Building on last year’s effort, this season we have set the long term objective of achieving a “permaculture”. This increasingly popular concept combines organic farming techniques, such as composting and integrated crop selection, with green landscape architecture and eco farming techniques to achieve sustainability. Permaculture is more of a process than a destination and it will take several seasons and a big team effort to achieve substantial results.
Scotty is the leader of our eco permaculture team which now includes allies from the Garden Valley “Grange on Green” (see our blog article on this group for details). Two particularly knowledgeable Grange participants are the owners of Redbud Farms, Martha Cox (Master Gardener) and Dr. Dave Cox(retired UC Davis Ag Professor) who are hosts of a gardening show on KFOK 95.1 FM on Saturdays and are local experts with decades of experience. They did a site visit/consultation and suggested the size of the garden be many times greater than last season and be located in a more favorable location on an area of “Auburn sandy loam soil” with a ph of 6.1 (who knew?). Pass the lime please. Martha donated some seeds as well- Thanks!

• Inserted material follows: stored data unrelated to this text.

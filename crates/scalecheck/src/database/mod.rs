//! Capacity of the managed database instance.
use std::fmt::{Display, Formatter};
use std::path::PathBuf;
use std::str::FromStr;

use crate::common::error::HarnessError;
use crate::poll::{Convergence, PollOutcome, Poller};
use crate::tool::{CommandRunner, Invocation, run_checked};

/// `projects/{project}/instances/{instance}`
#[derive(Debug, Clone, PartialEq, Eq)]
pub struct InstanceName {
    pub project: String,
    pub instance: String,
}

impl InstanceName {
    pub fn new(project: &str, instance: &str) -> Self {
        Self {
            project: project.to_string(),
            instance: instance.to_string(),
        }
    }
}

impl FromStr for InstanceName {
    type Err = HarnessError;

    fn from_str(s: &str) -> Result<Self, Self::Err> {
        match s.split('/').collect::<Vec<_>>().as_slice() {
            ["projects", project, "instances", instance]
                if !project.is_empty() && !instance.is_empty() =>
            {
                Ok(Self::new(project, instance))
            }
            _ => Err(HarnessError::ConfigError(format!(
                "Invalid instance name `{s}`, expected projects/<project>/instances/<instance>"
            ))),
        }
    }
}

impl Display for InstanceName {
    fn fmt(&self, f: &mut Formatter<'_>) -> std::fmt::Result {
        write!(f, "projects/{}/instances/{}", self.project, self.instance)
    }
}

pub trait InstanceAdmin {
    /// Currently provisioned processing units of the instance.
    fn processing_units(&self, instance: &InstanceName) -> crate::Result<u32>;
}

/// Instance admin backed by the `gcloud` CLI.
pub struct GcloudInstanceAdmin<'a> {
    runner: &'a dyn CommandRunner,
    gcloud: PathBuf,
}

impl<'a> GcloudInstanceAdmin<'a> {
    pub fn new(runner: &'a dyn CommandRunner, gcloud: PathBuf) -> Self {
        Self { runner, gcloud }
    }
}

impl InstanceAdmin for GcloudInstanceAdmin<'_> {
    fn processing_units(&self, instance: &InstanceName) -> crate::Result<u32> {
        let args = [
            "spanner".to_string(),
            "instances".to_string(),
            "describe".to_string(),
            instance.instance.clone(),
            format!("--project={}", instance.project),
            "--format=json".to_string(),
        ];
        let output = run_checked(self.runner, &Invocation::new(&self.gcloud, args))?;
        parse_processing_units(output.stdout_str()?)
    }
}

fn parse_processing_units(output: &str) -> crate::Result<u32> {
    let instance: serde_json::Value = serde_json::from_str(output)?;
    instance["processingUnits"]
        .as_u64()
        .and_then(|units| u32::try_from(units).ok())
        .ok_or_else(|| {
            HarnessError::SerializationError("JSON key processingUnits not found".to_string())
        })
}

/// Waits until the instance reports `target` processing units.
///
/// Other unit counts are retried, a failing query ends the wait immediately.
pub fn wait_for_processing_units(
    admin: &dyn InstanceAdmin,
    instance: &InstanceName,
    target: u32,
    poller: &Poller,
) -> PollOutcome<u32, u32, HarnessError> {
    log::info!(
        "Waiting for {instance} to reach {target} PUs (up to {} attempts every {})",
        poller.policy().max_attempts(),
        humantime::format_duration(poller.policy().interval())
    );
    poller.run(|| {
        let units = admin.processing_units(instance)?;
        if units == target {
            Ok(Convergence::Reached(units))
        } else {
            Ok(Convergence::Pending(units))
        }
    })
}

#[cfg(test)]
mod tests {
    use std::path::PathBuf;
    use std::str::FromStr;
    use std::time::Duration;

    use crate::common::error::HarnessError;
    use crate::database::{
        GcloudInstanceAdmin, InstanceAdmin, InstanceName, parse_processing_units,
        wait_for_processing_units,
    };
    use crate::poll::{FailureReason, PollPolicy, Poller};
    use crate::tests::utils::{FakeInstanceAdmin, ScriptedRunner, exit_output, ok_output};

    fn instance() -> InstanceName {
        InstanceName::new("p1", "autoscaler-test")
    }

    fn poller(attempts: u32) -> Poller {
        Poller::new("units", PollPolicy::new(attempts, Duration::ZERO).unwrap())
    }

    #[test]
    fn parse_instance_name() {
        let name = InstanceName::from_str("projects/p1/instances/autoscaler-test").unwrap();
        assert_eq!(name, instance());
        assert_eq!(name.to_string(), "projects/p1/instances/autoscaler-test");
        assert!(InstanceName::from_str("projects/p1/instances/").is_err());
        assert!(InstanceName::from_str("autoscaler-test").is_err());
    }

    #[test]
    fn parse_units() {
        let output = r#"{"config": "projects/p1/instanceConfigs/regional-us-central1", "displayName": "autoscaler-test", "processingUnits": 100, "state": "READY"}"#;
        assert_eq!(parse_processing_units(output).unwrap(), 100);
        assert!(parse_processing_units(r#"{"nodeCount": 1}"#).is_err());
    }

    #[test]
    fn gcloud_describe() {
        let runner = ScriptedRunner::new()
            .respond("spanner instances describe", ok_output(r#"{"processingUnits": 200}"#));
        let admin = GcloudInstanceAdmin::new(&runner, PathBuf::from("gcloud"));
        assert_eq!(admin.processing_units(&instance()).unwrap(), 200);
        assert_eq!(
            runner.commands(),
            vec!["spanner instances describe autoscaler-test --project=p1 --format=json"]
        );
    }

    #[test]
    fn gcloud_describe_failure() {
        let runner = ScriptedRunner::new().respond("spanner", exit_output(1, "NOT_FOUND"));
        let admin = GcloudInstanceAdmin::new(&runner, PathBuf::from("gcloud"));
        assert!(matches!(
            admin.processing_units(&instance()),
            Err(HarnessError::ToolError { .. })
        ));
    }

    #[test]
    fn wait_reaches_target() {
        let admin = FakeInstanceAdmin::new(vec![Ok(100), Ok(100), Ok(200)]);
        let units = wait_for_processing_units(&admin, &instance(), 200, &poller(3)).unwrap();
        assert_eq!(units, 200);
        assert_eq!(admin.calls(), 3);
    }

    #[test]
    fn wait_exhausted() {
        let admin = FakeInstanceAdmin::new(vec![Ok(100)]);
        let failure = wait_for_processing_units(&admin, &instance(), 200, &poller(2)).unwrap_err();
        assert!(failure.is_exhausted());
        assert_eq!(failure.last_observation, Some(100));
        assert_eq!(admin.calls(), 2);
    }

    #[test]
    fn wait_stops_on_query_error() {
        let admin = FakeInstanceAdmin::new(vec![Ok(100), Err("permission denied".to_string())]);
        let failure =
            wait_for_processing_units(&admin, &instance(), 200, &poller(30)).unwrap_err();
        assert!(matches!(failure.reason, FailureReason::ProbeFailed(_)));
        assert_eq!(admin.calls(), 2);

        let error = HarnessError::from(failure);
        assert!(matches!(error, HarnessError::ConvergenceError(_)));
        assert!(error.to_string().contains("permission denied"));
    }
}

Another helpful suggestion was made by Allen Carrozza, our ever energetic solar expert from Grange on Green. He donated solar panels that will heat water and circulate it under the garden to warm the root zones of the plants. This can increase the rate of growth by 140%. If you look carefully at the “American River Gothic” picture of Scotty and Sarah above, you will notice a large, black, rectangular object behind Scotty and Sarah- this is a plastic solar panel of the type commonly used to heat swimming pools. The round black object behind the panel is the 600 gallon tank that will not only serve as our rainwater recapture reservoir next winter, it will store the water heated by the solar panels and help keep it warm both because of its mass and also due to its passive “black body” solar energy collecting properties.